Monday 3 December 2018

I demand to have some heifers

Anyone who can count knows that there are as many boys as girls on the planet. Actually there are a few [maybe 5%] more boys born in each crop; but at the other end of life there are way more grannies than grampas and male centenarians are rare old birds indeed. In many societies equality of sex-ratio is achieved when the cohort is aged in their mid-30s. It's not obvious why this 50:50 should be so, but English geneticist RA Fisher did the maths to show why a 1M:1F ratio might be driven by evolution. In species like cattle and sheep, where one male will be inseminating dozens of females, if only he can gain access, one might wonder why all the unbreeding louche batchelor bulls are produced.

In our sheep, we want ewe lambs if at all possible: they are the breeding units and replacement stock for the old ewes as they get too old for bearing. We have not always been lucky in the genetic coin toss, with more years delivering >50% rams than the other way round: 20142015.

It's a bit more nuanced on the beef and dairy side. One key factor is the conception rate. Cows are pregnant for 9 months and come into estrus about every three weeks. If your bull is shooting blanks and you miss the first chance for getting your cows pregnant it gets the whole cycle out of kilter with the seasons. At least it is obvious - to the bull, if not to you and me - that the first try hasn't 'took' and the farmer has another chance to get a calf in 9 months time.
  • If you're a dairy farmer, it's the heifers which have value, they will be your breeding stock in two years time. The bull-calves are a by-product which have to be fed and watered before they can be send off to the factory for hamburger. In the mart steer calves are worth about 2/3rds heifer calves
  • If you're more in it for the beef, then the added testosterone in young males helps pile on the muscle mass.
Hey, wouldn't it be grand if you could choose the sex of your concepti? Well you can! It's called sexed-semen and the technology has been available for more than 30 years but I only heard about it on the wireless last week. I live a very sheltered life, clearly.  There's plenty of choice at Progressive Genetics; although a sire called BALLINABORTA PRIMO doesn't sound like his pregnancies will stick.
I gather that semen is 'sexed' by determining the mass of individual spermatozoa. The X chromosome is about 5% of the total genome and the Y chromosome is effectively zero [or much less than X]. Flow cytometry is a technique, widely used in immunological research, which can generate a stream of separate cells and sort them left and right as to whether they have a positive or negative charge or have absorbed more [X] or less [Y] fluorescent dye.. It's not perfect: but accuracy of 90% X or Y bearing sperm can be achieved but typically the sorting is less perfect.  Unfortunately there is a trade off: the higher you tweak the threshold for sex, the lower the actual fertility of the sperm. Imagine paying a fat premium for an AI [artificial insemination] straw almost certain to have a heifer calf and you get nothing at all for that estrus cycle. [R for method picture credit].

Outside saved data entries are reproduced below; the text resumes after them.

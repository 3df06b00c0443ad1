use crate::algorithms::{Graph, Strategy};
use crate::config::Config;
use crate::error::SimulationError;
use crate::simulation::{AlgorithmResult, EnvironmentSetup, Simulation};
use std::collections::BTreeMap;
use std::fs::{File, OpenOptions};
use std::io::Write;
use std::time::{Duration, Instant};
use tracing::{info, warn};

const CSV_HEADER: &str = "simulation_id,algorithm,seed,width,height,success,total_moves,travel_cost,optimal_cost,route_efficiency,searches,failed_searches,expansions,alternative_paths,execution_time_ms,average_observe_time_ns,average_search_time_ns,total_search_calls";

#[derive(Debug, Clone)]
pub struct BatchResult {
    pub simulation_id: usize,
    pub algorithm: String,
    pub seed: u64,
    pub width: usize,
    pub height: usize,
    pub success: bool,
    pub total_moves: usize,
    pub travel_cost: u32,
    pub optimal_cost: u32,
    pub route_efficiency: f64,
    pub searches: usize,
    pub failed_searches: usize,
    pub expansions: usize,
    pub alternative_paths: usize,
    pub execution_time_ms: u64,
    pub average_observe_time_ns: u64,
    pub average_search_time_ns: u64,
    pub total_search_calls: usize,
}

impl BatchResult {
    fn from_algorithm_result(
        result: &AlgorithmResult,
        simulation_id: usize,
        environment: &EnvironmentSetup,
        execution_time: Duration,
    ) -> Self {
        let stats = &result.statistics;
        BatchResult {
            simulation_id,
            algorithm: result.name.clone(),
            seed: environment.seed,
            width: environment.grid.width,
            height: environment.grid.height,
            success: result.success,
            total_moves: stats.total_moves,
            travel_cost: stats.travel_cost,
            optimal_cost: stats.optimal_cost,
            route_efficiency: stats.route_efficiency,
            searches: stats.searches,
            failed_searches: stats.failed_searches,
            expansions: stats.expansions,
            alternative_paths: stats.alternative_paths,
            execution_time_ms: execution_time.as_millis() as u64,
            average_observe_time_ns: result.timing_data.average_observe_time().as_nanos() as u64,
            average_search_time_ns: result.timing_data.average_search_time().as_nanos() as u64,
            total_search_calls: result.timing_data.total_calls(),
        }
    }

    /// A run whose map could not be generated.
    fn failed(simulation_id: usize, strategy: Strategy, seed: u64, config: &Config, execution_time: Duration) -> Self {
        BatchResult {
            simulation_id,
            algorithm: strategy.id().to_string(),
            seed,
            width: config.width,
            height: config.height,
            success: false,
            total_moves: 0,
            travel_cost: 0,
            optimal_cost: 0,
            route_efficiency: 0.0,
            searches: 0,
            failed_searches: 0,
            expansions: 0,
            alternative_paths: 0,
            execution_time_ms: execution_time.as_millis() as u64,
            average_observe_time_ns: 0,
            average_search_time_ns: 0,
            total_search_calls: 0,
        }
    }

    fn csv_row(&self) -> String {
        format!(
            "{},{},{},{},{},{},{},{},{},{:.6},{},{},{},{},{},{},{},{}",
            self.simulation_id,
            self.algorithm,
            self.seed,
            self.width,
            self.height,
            self.success,
            self.total_moves,
            self.travel_cost,
            self.optimal_cost,
            self.route_efficiency,
            self.searches,
            self.failed_searches,
            self.expansions,
            self.alternative_paths,
            self.execution_time_ms,
            self.average_observe_time_ns,
            self.average_search_time_ns,
            self.total_search_calls
        )
    }
}

pub struct BatchSimulation {
    config: Config,
    /// Rows not yet written to the CSV file.
    pending: Vec<BatchResult>,
    /// Every row of the run, kept for the summary.
    results: Vec<BatchResult>,
    start_time: Instant,
    batch_size: usize,
    total_results_written: usize,
}

impl BatchSimulation {
    pub fn new(config: Config) -> Self {
        BatchSimulation {
            config,
            pending: Vec::new(),
            results: Vec::new(),
            start_time: Instant::now(),
            batch_size: 100,
            total_results_written: 0,
        }
    }

    pub fn with_batch_size(mut self, batch_size: usize) -> Self {
        self.batch_size = batch_size.max(1);
        self
    }

    pub fn results(&self) -> &[BatchResult] {
        &self.results
    }

    pub fn run(&mut self) -> Result<(), SimulationError> {
        self.initialize_csv_file()?;
        let strategies = self.config.algorithm.strategies();
        let base_seed = self.config.seed.unwrap_or_else(rand::random);

        if !self.config.quiet {
            println!("=== BATCH SIMULATION STARTED ===");
            println!("Grid size: {}x{}", self.config.width, self.config.height);
            println!(
                "Terrain: {}% mountain, {}% forest, {}% hill, {}% street",
                self.config.mountain_pct, self.config.forest_pct, self.config.hill_pct, self.config.street_pct
            );
            println!("Simulations: {}", self.config.num_simulations);
            println!(
                "Algorithms: {}",
                strategies.iter().map(|s| s.id()).collect::<Vec<_>>().join(", ")
            );
            println!("Base seed: {}", base_seed);
            println!("Output file: {}", self.config.output_file);
            println!();
        }

        let mut run_config = self.config.clone();
        run_config.no_visualization = true;
        run_config.quiet = true;

        let progress_interval = Duration::from_secs(10);
        let mut last_progress_report = Instant::now();

        for simulation_id in 0..self.config.num_simulations {
            let seed = base_seed.wrapping_add(simulation_id as u64);
            let simulation_start = Instant::now();

            match EnvironmentSetup::generate(&run_config, Some(seed)) {
                Ok(environment) => {
                    for &strategy in &strategies {
                        let strategy_start = Instant::now();
                        let mut simulation =
                            Simulation::with_environment(run_config.clone(), environment.clone(), strategy);
                        let (statistics, timing_data) = simulation.run()?;
                        let result = AlgorithmResult {
                            name: strategy.id().to_string(),
                            success: statistics.success,
                            final_position: simulation.grid.location(simulation.agent.position),
                            statistics,
                            timing_data,
                        };
                        self.push(BatchResult::from_algorithm_result(
                            &result,
                            simulation_id,
                            &environment,
                            strategy_start.elapsed(),
                        ));
                    }
                }
                Err(e) => {
                    warn!("Simulation {} (seed {}) skipped: {}", simulation_id, seed, e);
                    for &strategy in &strategies {
                        self.push(BatchResult::failed(
                            simulation_id,
                            strategy,
                            seed,
                            &self.config,
                            simulation_start.elapsed(),
                        ));
                    }
                }
            }

            if self.pending.len() >= self.batch_size {
                self.flush_results_to_csv()?;
            }

            if last_progress_report.elapsed() > progress_interval {
                let done = simulation_id + 1;
                let progress = done as f64 / self.config.num_simulations as f64 * 100.0;
                let elapsed = self.start_time.elapsed();
                let remaining = elapsed
                    .mul_f64(self.config.num_simulations as f64 / done as f64)
                    .saturating_sub(elapsed);
                println!(
                    "Progress: {:.1}% ({}/{}) - Elapsed: {:.1}s - ETA: {:.1}s",
                    progress,
                    done,
                    self.config.num_simulations,
                    elapsed.as_secs_f64(),
                    remaining.as_secs_f64()
                );
                last_progress_report = Instant::now();
            }
        }

        self.flush_results_to_csv()?;

        info!(
            "Batch simulation completed: {} results in {:.1}s -> {}",
            self.results.len(),
            self.start_time.elapsed().as_secs_f64(),
            self.config.output_file
        );
        if !self.config.quiet {
            println!("\n=== BATCH SIMULATION COMPLETED ===");
            println!("Total results collected: {}", self.results.len());
            println!("Results saved to: {}", self.config.output_file);
            println!("Total time: {:.2?}", self.start_time.elapsed());
        }

        Ok(())
    }

    fn push(&mut self, result: BatchResult) {
        self.pending.push(result.clone());
        self.results.push(result);
    }

    fn flush_results_to_csv(&mut self) -> Result<(), SimulationError> {
        if self.pending.is_empty() {
            return Ok(());
        }

        let mut file = OpenOptions::new()
            .create(true)
            .append(true)
            .open(&self.config.output_file)?;
        for result in &self.pending {
            writeln!(file, "{}", result.csv_row())?;
        }

        self.total_results_written += self.pending.len();
        if !self.config.quiet {
            println!(
                "Flushed {} results to CSV (total: {})",
                self.pending.len(),
                self.total_results_written
            );
        }
        self.pending.clear();
        Ok(())
    }

    fn initialize_csv_file(&self) -> Result<(), SimulationError> {
        let mut file = File::create(&self.config.output_file)?;
        writeln!(file, "{}", CSV_HEADER)?;
        if !self.config.quiet {
            println!("Initialized CSV file: {}", self.config.output_file);
        }
        Ok(())
    }

    pub fn print_summary(&self) {
        if self.results.is_empty() {
            println!("No results to summarize.");
            return;
        }

        println!("\n=== BATCH SIMULATION SUMMARY ===");

        let mut algorithm_groups: BTreeMap<&str, Vec<&BatchResult>> = BTreeMap::new();
        for result in &self.results {
            algorithm_groups.entry(&result.algorithm).or_default().push(result);
        }

        for (algorithm, results) in algorithm_groups {
            println!("\n{} Algorithm Results:", algorithm);
            let successful: Vec<&BatchResult> = results.iter().copied().filter(|r| r.success).collect();
            let total = results.len();
            let success_rate = successful.len() as f64 / total as f64 * 100.0;
            println!("  Success rate: {}/{} ({:.1}%)", successful.len(), total, success_rate);

            if !successful.is_empty() {
                let n = successful.len() as f64;
                let avg_moves = successful.iter().map(|r| r.total_moves as f64).sum::<f64>() / n;
                let avg_efficiency = successful.iter().map(|r| r.route_efficiency).sum::<f64>() / n;
                let avg_expansions = successful.iter().map(|r| r.expansions as f64).sum::<f64>() / n;
                let avg_time = successful.iter().map(|r| r.execution_time_ms as f64).sum::<f64>() / n;

                println!("  Average moves: {:.1}", avg_moves);
                println!("  Average efficiency: {:.3}", avg_efficiency);
                println!("  Average expansions: {:.1}", avg_expansions);
                println!("  Average execution time: {:.1}ms", avg_time);
            }
        }
    }
}

#[cfg(test)]
mod tests {
    use super::*;
    use clap::Parser;

    #[test]
    fn test_batch_writes_one_row_per_run_and_algorithm() {
        let output = std::env::temp_dir().join(format!("fog_batch_{}.csv", std::process::id()));
        let output_file = output.to_string_lossy().to_string();
        let config = Config::parse_from([
            "fog_pathfinding",
            "--batch-mode",
            "--quiet",
            "--width",
            "8",
            "--height",
            "8",
            "--algorithm",
            "all",
            "--num-simulations",
            "3",
            "--seed",
            "11",
            "--output-file",
            output_file.as_str(),
        ]);

        let mut batch = BatchSimulation::new(config).with_batch_size(2);
        batch.run().unwrap();

        let contents = std::fs::read_to_string(&output).unwrap();
        let lines: Vec<&str> = contents.lines().collect();
        assert_eq!(lines[0], CSV_HEADER);
        assert_eq!(lines.len(), 1 + 3 * Strategy::ALL.len());
        assert_eq!(batch.results().len(), 3 * Strategy::ALL.len());
        assert!(lines[1..]
            .iter()
            .all(|line| line.split(',').count() == CSV_HEADER.split(',').count()));
        assert!(batch.results().iter().all(|r| (r.width, r.height) == (8, 8)));

        std::fs::remove_file(&output).ok();
    }
}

When you get round to deciding which bull to have a go at your cows, you're better off with data. Breeders Inc. have created an EBI [economic breeding index] which is a score in €€€s supposedly related to the added value which offspring of that bull will accrue. The EBI is based on 7 sub-indices SI : (1) Milk production, (2) Fertility, (3) Calving performance, (4) Beef Carcass (5) Cow Maintenance (6) Cow Management and (7) Health.   Health, in turn, is derived from 3 measurable adverse outcomes: lameness; somatic cell count SCC; and mastitis.  Obviously the bull himself doesn't have mastitis . . . but his daughters do (or don't); so progeny testing is an important part of the process. You could do this for human semen, but you shouldn't.